Comments: Many Soldiers Coming Home and Feeling Suicidal

Soldiers coming back from war, exprience mild to extreme post traumatic stress disorder (PTSD).

I've never been in war but I feel I've gotten a little taste of what it's like to be profoundly haunted by the past:

When I was in the hospital, I was in a different world -- a world in which right and wrong were completely reversed, a world in which real was not really real, a world in which there was no limit to what I could and would do.

And that's how I lived for sixth horrible months: doing things which, in this world, would be enough to almost deserve the death penalty.
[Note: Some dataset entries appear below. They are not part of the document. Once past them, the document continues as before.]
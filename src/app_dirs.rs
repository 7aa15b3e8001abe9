use directories::ProjectDirs;
use std::path::PathBuf;

/// Centralized application directory resolution
pub struct AppDirs;

impl AppDirs {
    pub fn config_path() -> PathBuf {
        ProjectDirs::from("", "", "fingerwise")
            .map(|proj_dirs| proj_dirs.config_dir().join("config.json"))
            .unwrap_or_else(|| PathBuf::from("fingerwise_config.json"))
    }

    /// Where trace logs go when the `trace` feature is on.
    pub fn log_dir() -> PathBuf {
        if let Ok(home) = std::env::var("HOME") {
            PathBuf::from(home)
                .join(".local")
                .join("state")
                .join("fingerwise")
        } else {
            ProjectDirs::from("", "", "fingerwise")
                .map(|proj_dirs| proj_dirs.data_local_dir().to_path_buf())
                .unwrap_or_else(|| PathBuf::from("."))
        }
    }
}
#[cfg(feature = "trace")]
use std::path::Path;
#[cfg(feature = "trace")]
use std::sync::Once;

#[cfg(feature = "trace")]
static INIT: Once = Once::new();

/// Keeps the log writer alive. Buffered lines are flushed when it is dropped,
/// so hold it until the program is about to exit.
#[must_use = "dropping the guard stops logging"]
pub struct TraceGuard {
    #[cfg(feature = "trace")]
    _worker: Option<tracing_appender::non_blocking::WorkerGuard>,
}

/// Send `tracing` events to `<log_dir>/fingerwise-trace.jsonl`. The terminal
/// belongs to the UI, so nothing is ever written to stdout or stderr.
///
/// Only the first call installs the subscriber; later calls return an empty
/// guard.
#[cfg(feature = "trace")]
pub fn init_tracing(log_dir: &Path) -> TraceGuard {
    let mut worker = None;
    INIT.call_once(|| {
        if let Err(err) = std::fs::create_dir_all(log_dir) {
            eprintln!("fingerwise: cannot create log dir {}: {err}", log_dir.display());
            return;
        }
        let file_appender = tracing_appender::rolling::never(log_dir, "fingerwise-trace.jsonl");
        let (non_blocking, guard) = tracing_appender::non_blocking(file_appender);

        tracing_subscriber::fmt()
            .json()
            .with_writer(non_blocking)
            .with_target(true)
            .with_env_filter(
                tracing_subscriber::EnvFilter::try_from_default_env()
                    .unwrap_or_else(|_| tracing_subscriber::EnvFilter::new("fingerwise=debug")),
            )
            .init();
        worker = Some(guard);
    });
    TraceGuard { _worker: worker }
}

#[cfg(not(feature = "trace"))]
pub fn init_tracing(_log_dir: &std::path::Path) -> TraceGuard {
    TraceGuard {}
}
Eventually I got on meds again, and I was back in this world.

But I wasn't always back.

In my dreams during the night, in my thoughts during the day, I would be transported right back to where I had been -- where I was capable of doing ANYTHING.
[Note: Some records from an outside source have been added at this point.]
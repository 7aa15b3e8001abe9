pub mod classify;
pub mod core;
pub mod fetch;
pub mod selector;

// Re-export the main types for convenience
pub use classify::{filter_by_hand, is_single_hand_word};
pub use core::Language;
pub use fetch::{decode_word_list, HttpWordFetcher, WordFetcher, WordList, DEFAULT_BASE_URL};
pub use selector::{get_random_words, prepare_words, PracticeMode};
One time, during one of these episodes, my doctor called the police. Another time, my mom had to pick me up from work. Yet another time, I sat down right in the middle of the road.

For it was during these times I was still in that other, Gwen world, and I just couldn't get out of it.

I believe that that's what is happening to the soldiers -- they can't escape the trauma of what they saw and heard and felt. They are continually transported back to the war where there is horror beyond anyone's belief.

And that's what's causing them to want to harm themselves or others -- they JUST CAN'T STAND IT. They can't STAND it. They can't STAND it. They can't STAND it.

For me personally, my schizophrenia I've been able stand.

It's the PTSD from the schizophrenia that I cannot.

Living in the past is living in hell.